As we all know quite well, and as is discussed in other posts here, any two people will always disagree on some level on any interesting topic or decision. As we discuss in the post on “Leadership and Hierarchy”, the result is the need for hierarchy in order to resolve these differences and take the necessary decisions to move the organization forward. Several problems of hierarchical decision-making structures were discussed in that post, one of which was the decline (or disappearance) of learning. The role of opinions in decision-making was a critical factor. Why does learning disappear when opinions are tolerated in decision-making?
In the classroom, I like to ask: how many different opinions are there, here in the room, on any interesting issue or topic. The answer comes back quickly from participants: as many as there are people in the room. I then pose the question: logically, how many of those must be wrong? The answer is quickly supplied: at least all but one. At which point I pose the question: what is the likelihood that the final opinion is also incorrect? Answer: very high, given that the exercise would still work even if we had included all of humanity in the room. On this basis, we are quite confident in stating that, with few exceptions, opinions are incorrect.
When we add to this the fact that people tend to love their opinions, we begin to see the danger of using them in decision-making. When your strongly held opinion meets compelling data and/or logic which refutes it, which wins: the opinion or the data? Answer: few people have difficulty pointing out why any set of data is not sufficient to override their opinion. They often point out that the data is wrong (which is certainly true), it’s from the past (so it’s probably not relevant since we are making a decision for the future), it’s incomplete (and unfortunately the data which would’ve refuted the opinion isn’t among the data provided), and it’s likely compromised (the people who provided it probably have ulterior motive – were they “finance people”?). On this basis, it is perfectly reasonable to ignore the data and keep the opinion. This does not change the above logical argument which demonstrates that each opinion is almost certainly wrong.

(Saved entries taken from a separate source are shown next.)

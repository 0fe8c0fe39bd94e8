use std::ops::Mul;

use super::{
    bounds::Bounds3, matrix::Matrix4x4, normal::Normal, point::Point3, ray::Ray, vector::Vec3,
};

// Based on Physically Based Rendering 3rd ed.
// http://www.pbr-book.org/3ed-2018/Geometry_and_Transforms/Transforms.html

/// An invertible affine placement.
///
/// The inverse is computed once at construction and cached; a `Transform` is
/// immutable after that. Points, vectors and normals each go through the
/// matrix with their own semantics via the `Mul` impls below.
#[derive(Clone, Debug, PartialEq)]
pub struct Transform {
    m: Matrix4x4,
    m_inv: Matrix4x4,
}

impl Transform {
    /// Creates a new `Transform` from raw [Matrix4x4] rows.
    pub fn new(m: [[f32; 4]; 4]) -> Self {
        let m = Matrix4x4::new(m);
        Self::new_m(m)
    }

    /// Creates a new `Transform` from a [Matrix4x4].
    pub fn new_m(m: Matrix4x4) -> Self {
        let m_inv = m.inverted();
        Self::new_full(m, m_inv)
    }

    /// Creates a new `Transform` from a [Matrix4x4] and its inverse.
    pub fn new_full(m: Matrix4x4, m_inv: Matrix4x4) -> Self {
        debug_assert!(!m.has_nans());
        debug_assert!(!m_inv.has_nans());
        Self { m, m_inv }
    }

    /// Creates a new identity `Transform`.
    pub fn default() -> Self {
        let m = Matrix4x4::identity();
        Self::new_full(m, m)
    }

    /// Returns a reference to the [Matrix4x4] of this `Transform`.
    pub fn m(&self) -> &Matrix4x4 {
        &self.m
    }

    /// Returns a reference to the inverse [Matrix4x4] of this `Transform`.
    pub fn m_inv(&self) -> &Matrix4x4 {
        &self.m_inv
    }

    /// Returns the inverse of this `Transform`.
    ///
    /// Free, both matrices are already cached.
    pub fn inverted(&self) -> Self {
        Self::new_full(self.m_inv, self.m)
    }

    /// Checks if this `Transform` is the identity transform.
    pub fn is_identity(&self) -> bool {
        self.m == Matrix4x4::identity()
    }

    /// Checks if this `Transform` swaps the handedness of the coordinate system.
    pub fn swaps_handedness(&self) -> bool {
        let m = &self.m.m;
        let det = m[0][0] * (m[1][1] * m[2][2] - m[1][2] * m[2][1])
            - m[0][1] * (m[1][0] * m[2][2] - m[1][2] * m[2][0])
            + m[0][2] * (m[1][0] * m[2][1] - m[1][1] * m[2][0]);
        det < 0.0
    }
}

impl<'a> Mul<Vec3> for &'a Transform {
    type Output = Vec3;

    fn mul(self, other: Vec3) -> Vec3 {
        let m = &self.m.m;
        let Vec3 { x, y, z } = other;
        Vec3::new(
            m[0][0] * x + m[0][1] * y + m[0][2] * z,
            m[1][0] * x + m[1][1] * y + m[1][2] * z,
            m[2][0] * x + m[2][1] * y + m[2][2] * z,
        )
    }
}

impl<'a> Mul<Point3> for &'a Transform {
    type Output = Point3;

    fn mul(self, other: Point3) -> Point3 {
        let m = &self.m.m;
        let Point3 { x, y, z } = other;
        let xp = m[0][0] * x + m[0][1] * y + m[0][2] * z + m[0][3];
        let yp = m[1][0] * x + m[1][1] * y + m[1][2] * z + m[1][3];
        let zp = m[2][0] * x + m[2][1] * y + m[2][2] * z + m[2][3];
        let wp = m[3][0] * x + m[3][1] * y + m[3][2] * z + m[3][3];
        if wp == 1.0 {
            Point3::new(xp, yp, zp)
        } else {
            Point3::new(xp, yp, zp) / wp
        }
    }
}

impl<'a> Mul<Normal> for &'a Transform {
    type Output = Normal;

    fn mul(self, other: Normal) -> Normal {
        let m_inv = &self.m_inv.m;
        let Normal { x, y, z } = other;
        // Transpose the inverse matrix through accesses
        Normal::new(
            m_inv[0][0] * x + m_inv[1][0] * y + m_inv[2][0] * z,
            m_inv[0][1] * x + m_inv[1][1] * y + m_inv[2][1] * z,
            m_inv[0][2] * x + m_inv[1][2] * y + m_inv[2][2] * z,
        )
    }
}

impl<'a> Mul<Ray> for &'a Transform {
    type Output = Ray;

    fn mul(self, other: Ray) -> Ray {
        // The direction is mapped without renormalization so the parameter
        // range stays valid as is
        Ray::new(self * other.o, self * other.d, other.t_max, other.time)
    }
}

impl<'a> Mul<Bounds3> for &'a Transform {
    type Output = Bounds3;

    fn mul(self, other: Bounds3) -> Bounds3 {
        let mi = other.p_min;
        let ma = other.p_max;

        let mut ret = Bounds3::default();
        ret = ret.union_p(self * mi);
        ret = ret.union_p(self * Point3::new(ma.x, mi.y, mi.z));
        ret = ret.union_p(self * Point3::new(mi.x, ma.y, mi.z));
        ret = ret.union_p(self * Point3::new(mi.x, mi.y, ma.z));
        ret = ret.union_p(self * Point3::new(ma.x, ma.y, mi.z));
        ret = ret.union_p(self * Point3::new(ma.x, mi.y, ma.z));
        ret = ret.union_p(self * Point3::new(mi.x, ma.y, ma.z));
        ret = ret.union_p(self * ma);
        ret
    }
}

impl<'a, 'b> Mul<&'b Transform> for &'a Transform {
    type Output = Transform;

    fn mul(self, other: &Transform) -> Transform {
        Transform::new_full(&self.m * &other.m, &other.m_inv * &self.m_inv)
    }
}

The problem is the emotional connection we have with our opinions, and the fact they are “supported” at the sub-conscious rather than conscious level of our mental awareness, and are therefore a blend of both objective (what is true) and subjective (what we would like to be true). Because opinions exist at the subconscious level, we are unable to separate whether, or the degree to which, the opinion is based upon what is true (objective) or is based on what we would like to be true (subjective). Moreover, because they are “supported” at the subconscious level of our awareness, we are unable to explain fully why we hold them, we simply know that we do. With the emotional connection, we will stick to them long after the evidence and logic would have caused us to move on. When two of us find our opinions in conflict (which is inevitable when we get to a certain dimension on any interesting issue), we have no way to resolve this since neither of us is fully aware of why we have the opinions we have, nor can we provide objective data or logic to “win” the debate, and we become very emotional when our opinions are challenged because they reflect the world as we would like it to be (subjective). At this point, arguments ensue which sometimes escalate to silence, violence, or even murder. The one thing which is nearly certain to not occur is learning.

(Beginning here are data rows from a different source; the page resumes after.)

use super::Shape;
use crate::{
    interaction::{Provenance, SurfaceInteraction},
    math::{Bounds3, Normal, Point2, Point3, Ray, Transform, Vec3},
};

// Based on Physically Based Rendering 3rd ed.
// http://www.pbr-book.org/3ed-2018/Shapes/Spheres.html

/// A sphere of `radius` around its object space origin, placed by `to_world`.
pub struct Sphere {
    to_world: Transform,
    to_object: Transform,
    swaps_handedness: bool,
    radius: f32,
}

impl Sphere {
    /// Creates a new `Sphere`.
    pub fn new(to_world: &Transform, radius: f32) -> Self {
        Self {
            to_world: to_world.clone(),
            to_object: to_world.inverted(),
            swaps_handedness: to_world.swaps_handedness(),
            radius,
        }
    }

    /// Solves the object space quadratic for the nearest accepted hit.
    ///
    /// The incoming direction is used as is so the returned `t` is in the
    /// caller's parameterization, world and object space alike.
    fn intersect_t(&self, ray: Ray) -> Option<f32> {
        let Ray { o, d, t_max, .. } = &self.to_object * ray;

        // Quadratic coefficients
        let a = d.x * d.x + d.y * d.y + d.z * d.z;
        let b = 2.0 * (d.x * o.x + d.y * o.y + d.z * o.z);
        let c = o.x * o.x + o.y * o.y + o.z * o.z - self.radius * self.radius;

        // Solve quadratic equation for ts
        let disc = b * b - 4.0 * a * c;
        if disc < 0.0 {
            return None;
        }
        let rd = disc.sqrt();

        let q = if b < 0.0 {
            -0.5 * (b - rd)
        } else {
            -0.5 * (b + rd)
        };

        // Find hit points
        let mut t0 = q / a;
        let mut t1 = c / q;
        if t0 > t1 {
            std::mem::swap(&mut t0, &mut t1);
        }

        if t0 > t_max || t1 <= 0.0 {
            return None;
        }
        let mut t = t0;
        if t <= 0.0 {
            t = t1;
            if t > t_max {
                return None;
            }
        }

        Some(t)
    }
}

impl Shape for Sphere {
    fn ray_intersect(&self, ray: Ray) -> Option<SurfaceInteraction> {
        let t = self.intersect_t(ray)?;

        let object_ray = &self.to_object * ray;
        // Reproject onto the sphere to clean up accumulated error
        let p_object = {
            let p = object_ray.point(t);
            p * (self.radius / p.dist(Point3::zeros()))
        };

        // Spherical parameterization, theta from +z
        let mut phi = p_object.y.atan2(p_object.x);
        if phi < 0.0 {
            phi += 2.0 * std::f32::consts::PI;
        }
        let theta = (p_object.z / self.radius).clamp(-1.0, 1.0).acos();
        let uv = Point2::new(
            phi / (2.0 * std::f32::consts::PI),
            theta / std::f32::consts::PI,
        );

        let z_radius = (p_object.x * p_object.x + p_object.y * p_object.y).sqrt();
        let (cos_phi, sin_phi) = if z_radius == 0.0 {
            // Pole, any frame works as long as both placements agree
            (1.0, 0.0)
        } else {
            (p_object.x / z_radius, p_object.y / z_radius)
        };
        let dp_du = Vec3::new(
            -2.0 * std::f32::consts::PI * p_object.y,
            2.0 * std::f32::consts::PI * p_object.x,
            0.0,
        );
        let dp_dv = Vec3::new(p_object.z * cos_phi, p_object.z * sin_phi, -z_radius)
            * std::f32::consts::PI;

        let n = Normal::new(
            p_object.x / self.radius,
            p_object.y / self.radius,
            p_object.z / self.radius,
        );
        // A reflecting placement flips the geometric orientation, same as it
        // flips winding for baked meshes
        let mut n_world = (&self.to_world * n).normalized();
        if self.swaps_handedness {
            n_world = -n_world;
        }

        Some(SurfaceInteraction {
            t,
            time: ray.time,
            p: &self.to_world * p_object,
            n: n_world,
            sh_n: n_world,
            dp_du: &self.to_world * dp_du,
            dp_dv: &self.to_world * dp_dv,
            uv,
            wo: -ray.d,
            prim_index: 0,
            provenance: Provenance::None,
        })
    }

    fn ray_test(&self, ray: Ray) -> bool {
        self.intersect_t(ray).is_some()
    }

    fn normal_derivative(&self, si: &SurfaceInteraction, _shading_frame: bool) -> (Vec3, Vec3) {
        // n(u, v) = p(u, v) / r so the derivatives are the position
        // derivatives over the radius, in whatever space si is in
        (si.dp_du / self.radius, si.dp_dv / self.radius)
    }

    fn world_bound(&self) -> Bounds3 {
        &self.to_world
            * Bounds3::new(
                Point3::splat(-self.radius),
                Point3::splat(self.radius),
            )
    }
}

Consider the conceptual difference between hypotheses as used in a learning process (following the scientific method), and opinions as commonly used in business (which typically results in what we refer to as an “anti-learning” process).

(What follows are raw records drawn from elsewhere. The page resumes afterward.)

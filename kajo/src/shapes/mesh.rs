use crate::{
    math::{Normal, Point2, Point3, Transform},
    Result,
};

/// Stores the geometry data of a triangle mesh.
///
/// Positions and normals are baked into the construction space by `to_world`
/// at build time so per-ray work needs no matrix at all. [Triangle]s reference
/// their `Mesh` through an [Arc].
///
/// [Triangle]: super::Triangle
/// [Arc]: std::sync::Arc
pub struct Mesh {
    /// Triangle vertex indices stored as triplets.
    pub indices: Vec<usize>,
    /// Vertex positions in construction space.
    pub points: Vec<Point3>,
    /// Optional per-vertex shading normals, in construction space.
    pub normals: Vec<Normal>,
    /// Optional per-vertex texture coordinates.
    pub uvs: Vec<Point2>,
    /// Whether the baked transform flips handedness. The winding of the baked
    /// positions flips with it, as do the shading normals.
    pub transform_swaps_handedness: bool,
}

impl Mesh {
    /// Creates a new `Mesh`, baking `to_world` into the vertex data.
    ///
    /// `normals` and `uvs` may be empty; when present their length has to
    /// match `points`.
    pub fn new(
        to_world: &Transform,
        indices: Vec<usize>,
        mut points: Vec<Point3>,
        mut normals: Vec<Normal>,
        uvs: Vec<Point2>,
    ) -> Result<Self> {
        if indices.len() % 3 != 0 {
            return Err(format!(
                "Mesh: index count {} is not a multiple of 3",
                indices.len()
            )
            .into());
        }
        if let Some(&i) = indices.iter().find(|&&i| i >= points.len()) {
            return Err(format!("Mesh: index {} out of bounds for {} points", i, points.len()).into());
        }
        if !normals.is_empty() && normals.len() != points.len() {
            return Err(format!(
                "Mesh: got {} normals for {} points",
                normals.len(),
                points.len()
            )
            .into());
        }
        if !uvs.is_empty() && uvs.len() != points.len() {
            return Err(
                format!("Mesh: got {} uvs for {} points", uvs.len(), points.len()).into(),
            );
        }

        for p in &mut points {
            *p = to_world * *p;
        }

        // A reflecting transform flips the winding of the baked positions, so
        // the shading normals flip with it to keep the two sides consistent
        let transform_swaps_handedness = to_world.swaps_handedness();
        for n in &mut normals {
            *n = (to_world * *n).normalized();
            if transform_swaps_handedness {
                *n = -*n;
            }
        }

        Ok(Self {
            indices,
            points,
            normals,
            uvs,
            transform_swaps_handedness,
        })
    }

    /// Returns the number of triangles in this `Mesh`.
    pub fn triangle_count(&self) -> usize {
        self.indices.len() / 3
    }
}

Would you consider it a good day, or a bad day, to find out that your opinion, which you’ve openly espoused in public in support of a particular business decision, is not supported by the data (i.e., is wrong)? For most people, this would be a bad day. In the scientific method, is it considered a good day or a bad day when the null hypothesis is proven wrong? If the hypothesis is supported by experiment, then no real learning takes place – we simply continue with the hypothesis we already held. However, if experiment refutes the hypothesis, then it’s time to develop a new hypothesis and test it – which leads to learning. Thus, a good day (from a learning perspective) is when our hypotheses are proven wrong and we undertake to develop a new hypothesis. If decision-makers are using opinions, and are openly rejecting new data, which might have refuted the opinions and led to new learning, simply to “save face” or protect their career/position, etc., then the organization will systematically fail to benefit from new learning opportunities. In a world changing as rapidly as ours, learning is the key to long-term survival (though it doesn’t guarantee it, unfortunately). Thus, an organization which tolerates the use of opinions in decision-making is making a decision to sacrifice learning.